Susan was born at Château La Tour, in Vevey, Switzerland. She was the daughter of William Thomas Beckford and his wife, the former Lady Margaret Gordon. Beckford was an art collector who made his home at Fonthill Abbey in Wiltshire. He was the son of a Lord Mayor of London, William Beckford (whose wife, Maria Hamilton, was a descendant of James Hamilton, Duke of Châtellerault, as was her future grandson-in-law). Lady Margaret was the only surviving daughter of Charles Gordon, 4th Earl of Aboyne.

Susan Beckford married the future duke, then a former MP and styled Marquess of Douglas and Clydesdale, on 26 April 1810 in London.

They had two children:
- William Hamilton, 11th Duke of Hamilton, who married Princess Marie Amelie of Baden and had children;
- Lady Susan Hamilton, who married twice: she had children by her first husband, Henry Pelham-Clinton, 5th Duke of Newcastle, but none by her second, Jean Alexis Op de Beeck.

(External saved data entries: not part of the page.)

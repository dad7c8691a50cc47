//! Login, token enforcement, role checks and the audit trail behind
//! failed logins.

mod common;

use common::{TestApp, ADMIN_PASSWORD, ADMIN_USERNAME};
use http::{Method, StatusCode};
use serde_json::json;

#[tokio::test]
async fn login_returns_a_bearer_token_and_hides_the_password_hash() {
    let app = TestApp::new().await;

    let (status, body) = app
        .request(
            Method::POST,
            "/api/v1/auth/login",
            Some(json!({"username": ADMIN_USERNAME, "password": ADMIN_PASSWORD})),
            None,
        )
        .await;

    assert_eq!(status, StatusCode::OK);
    let data = &body["data"];
    assert_eq!(data["token_type"], json!("Bearer"));
    assert!(data["access_token"].as_str().is_some_and(|t| !t.is_empty()));
    assert_eq!(data["user"]["username"], json!(ADMIN_USERNAME));
    assert!(data["user"].get("password_hash").is_none());

    // The fresh token works against a protected route.
    let token = data["access_token"].as_str().unwrap();
    let (status, body) = app
        .request(Method::GET, "/api/v1/auth/me", None, Some(token))
        .await;
    assert_eq!(status, StatusCode::OK);
    assert_eq!(body["data"]["username"], json!(ADMIN_USERNAME));
}

#[tokio::test]
async fn failed_login_is_vague_to_the_caller_but_audited() {
    let app = TestApp::new().await;

    let (status, body) = app
        .request(
            Method::POST,
            "/api/v1/auth/login",
            Some(json!({"username": ADMIN_USERNAME, "password": "not-it"})),
            None,
        )
        .await;
    assert_eq!(status, StatusCode::UNAUTHORIZED);
    assert_eq!(body["error"], json!("Unauthorized"));
    // The error must not leak whether the username exists.
    assert!(!body["message"].as_str().unwrap().contains(ADMIN_USERNAME));

    let (status, body) = app
        .request_as_admin(Method::GET, "/api/v1/users/logs", None)
        .await;
    assert_eq!(status, StatusCode::OK);
    let failures: Vec<_> = body["data"]["items"]
        .as_array()
        .unwrap()
        .iter()
        .filter(|entry| entry["action"] == json!("LOGIN_FAILED"))
        .cloned()
        .collect();
    assert_eq!(failures.len(), 1);
    assert_eq!(failures[0]["level"], json!("warning"));
    assert_eq!(failures[0]["username"], json!(ADMIN_USERNAME));
}

#[tokio::test]
async fn successful_login_leaves_no_failure_entry() {
    let app = TestApp::new().await;

    app.request(
        Method::POST,
        "/api/v1/auth/login",
        Some(json!({"username": ADMIN_USERNAME, "password": ADMIN_PASSWORD})),
        None,
    )
    .await;

    let (_, body) = app
        .request_as_admin(Method::GET, "/api/v1/users/logs", None)
        .await;
    let failures = body["data"]["items"]
        .as_array()
        .unwrap()
        .iter()
        .filter(|entry| entry["action"] == json!("LOGIN_FAILED"))
        .count();
    assert_eq!(failures, 0);
}

#[tokio::test]
async fn protected_routes_reject_missing_and_malformed_tokens() {
    let app = TestApp::new().await;

    let (status, _) = app.request(Method::GET, "/api/v1/orders", None, None).await;
    assert_eq!(status, StatusCode::UNAUTHORIZED);

    let (status, _) = app
        .request(Method::GET, "/api/v1/orders", None, Some("not.a.jwt"))
        .await;
    assert_eq!(status, StatusCode::UNAUTHORIZED);
}

#[tokio::test]
async fn admin_only_surfaces_reject_regular_users() {
    let app = TestApp::new().await;
    let (_, token) = app.seed_user("clerk", "user").await;

    let (status, _) = app
        .request(Method::GET, "/api/v1/users/logs", None, Some(&token))
        .await;
    assert_eq!(status, StatusCode::FORBIDDEN);

    let (status, _) = app
        .request(
            Method::POST,
            "/api/v1/users",
            Some(json!({
                "username": "intruder",
                "email": "intruder@example.com",
                "password": "longenough",
                "full_name": "In Truder"
            })),
            Some(&token),
        )
        .await;
    assert_eq!(status, StatusCode::FORBIDDEN);

    let (status, _) = app
        .request(
            Method::PUT,
            "/api/v1/settings/default_currency",
            Some(json!({"value": "USD"})),
            Some(&token),
        )
        .await;
    assert_eq!(status, StatusCode::FORBIDDEN);
}

#[tokio::test]
async fn health_probe_needs_no_token() {
    let app = TestApp::new().await;

    let (status, body) = app.request(Method::GET, "/health", None, None).await;

    assert_eq!(status, StatusCode::OK);
    assert_eq!(body["data"]["checks"]["database"], json!("healthy"));
}

#[tokio::test]
async fn deactivated_accounts_cannot_log_in() {
    let app = TestApp::new().await;
    let (user, _) = app.seed_user("leaver", "user").await;
    app.request_as_admin(
        Method::PUT,
        &format!("/api/v1/users/{}", user.id),
        Some(json!({"is_active": false})),
    )
    .await;

    let (status, _) = app
        .request(
            Method::POST,
            "/api/v1/auth/login",
            Some(json!({"username": "leaver", "password": "a-perfectly-fine-password"})),
            None,
        )
        .await;

    assert_eq!(status, StatusCode::UNAUTHORIZED);
}

#[tokio::test]
async fn admins_can_delete_users_but_not_other_admins() {
    let app = TestApp::new().await;
    let (temp, _) = app.seed_user("temp-hire", "user").await;
    let (boss, _) = app.seed_user("second-admin", "admin").await;

    let (status, _) = app
        .request_as_admin(Method::DELETE, &format!("/api/v1/users/{}", temp.id), None)
        .await;
    assert_eq!(status, StatusCode::OK);

    let (status, _) = app
        .request_as_admin(Method::GET, &format!("/api/v1/users/{}", temp.id), None)
        .await;
    assert_eq!(status, StatusCode::NOT_FOUND);

    let (status, body) = app
        .request_as_admin(Method::DELETE, &format!("/api/v1/users/{}", boss.id), None)
        .await;
    assert_eq!(status, StatusCode::BAD_REQUEST);
    assert!(body["message"]
        .as_str()
        .unwrap()
        .contains("cannot be deleted"));
}

#[tokio::test]
async fn user_deletion_is_admin_only() {
    let app = TestApp::new().await;
    let (temp, _) = app.seed_user("temp-hire", "user").await;
    let (_, regular_token) = app.seed_user("regular", "user").await;

    let (status, _) = app
        .request(
            Method::DELETE,
            &format!("/api/v1/users/{}", temp.id),
            None,
            Some(&regular_token),
        )
        .await;
    assert_eq!(status, StatusCode::FORBIDDEN);
}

Her daughter, also named Susan, caused the duke and duchess some concern by eloping with Horatio Walpole, by whom she had an illegitimate child, born in 1849. She lived abroad with Walpole for a time but returned to Britain in 1853.

The dowager duchess was a patron of the arts whose acquaintances included Alfred, Lord Tennyson. She inherited many of her father's works of art.